L’anno successivo, in piena decadenza politica e con le foto che fecero il giro d’Europa di lui che arrivava a Olbia con l’Airbus accompagnato da ragazze e cantanti di corte, scese a 8.540. Ma ormai era la fine di quello che è considerato un benefit e, come ha detto Tricarico al Fatto, poco ha a che vedere con la sicurezza. E per volare, nonostante i tagli, le leggi sugli esodati, la spending review, la sobrietà in loden, le 6.069 ore di volo le fece anche il governo guidato dal senatore a vita Mario Monti. Il presidente del Consiglio preferiva il treno, i suoi ministri no. L’unico che ne ha fatto un uso parsimonioso è stato Enrico Letta, nella sua breve parentesi (1.877 ore di volo in un anno). Poi è arrivato Matteo Renzi e le ore di volo sono tornate ai livelli dei governi Berlusconi: il 2014 si è chiuso con 6.141 ore di volo, in questo caso moltissime sue, poco lasciato ai ministri e con un 2015 che è iniziato ben oltre la media. C’è qualche viaggio a lungo raggio del ministro della Sanità Beatrice Lorenzin prima di scoprire di essere in dolce attesa di due gemelli e pochi altri. Vola soprattutto lui, l’ex sindaco di Firenze. E vola ovunque: va in vacanza, si fa accompagnare a casa a Firenze in elicottero, lo vanno a riprendere, va a sciare e, come accaduto per le elezioni europee, anche a fare comizi in giro per l’Italia. Lui non se ne cura. Dice che il protocollo di sicurezza va rispettato. E, in passato, erano avanzate proposte di riduzione della flotta, ma è rimasta una promessa: gli aerei sono tutti negli hangar. E costano milioni di euro. 53 milioni nel 2010, 42 milioni e 700 mila euro l’anno successivo, 31 milioni nel 2012, 19 milioni e 300 mila euro nel 2013 per tornare ai 40 milioni nel corso del 2014.
Anche il protocollo di sicurezza in realtà non esiste. Lo dicono i servizi segreti, ogni sei mesi, cosa è opportuno fare. Mentre Berlusconi volava in Sardegna, il suo rivale storico, Romano Prodi, preferiva spostarsi in treno tra Bologna e Roma.
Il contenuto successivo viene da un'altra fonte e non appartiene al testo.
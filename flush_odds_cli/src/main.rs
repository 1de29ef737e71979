mod chart;

use std::io;

use crossterm::tty::IsTty;
use tracing::{debug, info};
use tracing_subscriber::EnvFilter;

use flush_odds_core::{Simulation, SimulationConfig};

fn main() -> Result<(), Box<dyn std::error::Error>> {
    // 日志写到 stderr，stdout 只留给结果和图表
    tracing_subscriber::fmt()
        .with_env_filter(
            EnvFilter::try_from_default_env().unwrap_or_else(|_| EnvFilter::new("info")),
        )
        .with_writer(io::stderr)
        .init();

    let mut simulation = Simulation::new(SimulationConfig::default());
    info!(
        "开始模拟：最多 {} 次，阈值 {}%",
        simulation.config().max_trials,
        simulation.config().stop_threshold
    );
    let report = simulation.run();

    let counts = &report.categories;
    info!(
        flush = counts.flush,
        pair = counts.pair,
        two_pair = counts.two_pair,
        three_of_a_kind = counts.three_of_a_kind,
        four_of_a_kind = counts.four_of_a_kind,
        full_house = counts.full_house,
        "牌型统计"
    );
    let json = serde_json::to_string(&report)?;
    debug!("模拟结果: {}", json);

    println!("{}", report.summary());

    if io::stdout().is_tty() {
        chart::show(&report)?;
    } else {
        info!("标准输出不是终端，跳过绘图");
    }

    Ok(())
}
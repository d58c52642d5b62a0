pub mod engine;
mod prompt;

pub use engine::{OllamaClient, SuggestError, CHECK_TIMEOUT, GENERATE_TIMEOUT};
pub use prompt::{compose_request, Purpose};

use genesis_core::ProviderConfig;

/// Generate text for `purpose` from the writer's `content`.
///
/// Returns the provider's `response` field verbatim. Each call is independent;
/// callers that drive a single control should keep at most one call in flight.
pub async fn get_response(
    config: &ProviderConfig,
    purpose: Purpose,
    content: &str,
) -> Result<String, SuggestError> {
    OllamaClient::new().respond(config, purpose, content).await
}

/// Check the configured server within [`CHECK_TIMEOUT`]. Never fails; any
/// problem is `false`.
pub async fn test_connection(config: &ProviderConfig) -> bool {
    OllamaClient::new().check_connection(config).await
}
Tutte le settimane. Il treno, spesso e volentieri, lo usava per le sue visite anche il presidente della Repubblica Carlo Azeglio Ciampi. Cosa che invece non ha fatto il suo successore, Giorgio Napolitano. Eppure, a essere fiscali, il regolamento parla molto chiaro. “Il trasporto aereo di Stato”, si legge nella direttiva del 23 settembre 2011, “concorre alla protezione di soggetti sottoposti a minaccia”. Inoltre è sottolineato come l’uso del volo blu sia alternativo, e soprattutto “non è ammessa la concessione del trasporto aereo di Stato per le tratte sulle quali sia presente il trasporto ferroviario”.
Ma chi controlla sull’applicazione della direttiva? La presidenza del consiglio. Dunque è Renzi che controlla se stesso. Deve chiedersi l’autorizzazione. È un paradosso, ma funziona così. Così sale chiunque abbia un incarico di governo, anche l’ultimo dei sottosegretari. Quando nel 1984 a Padova morì Enrico Berlinguer, l’allora presidente della Repubblica Sandro Pertini volle riportare a casa la bara con l’aereo di Stato. Ma nel Pci ci fu un ampio dibattito, la segreteria era contraria. Pertini la spuntò quando disse “lo riporto a casa come un amico fraterno, come un figlio”. Altri tempi. Diverse epoche.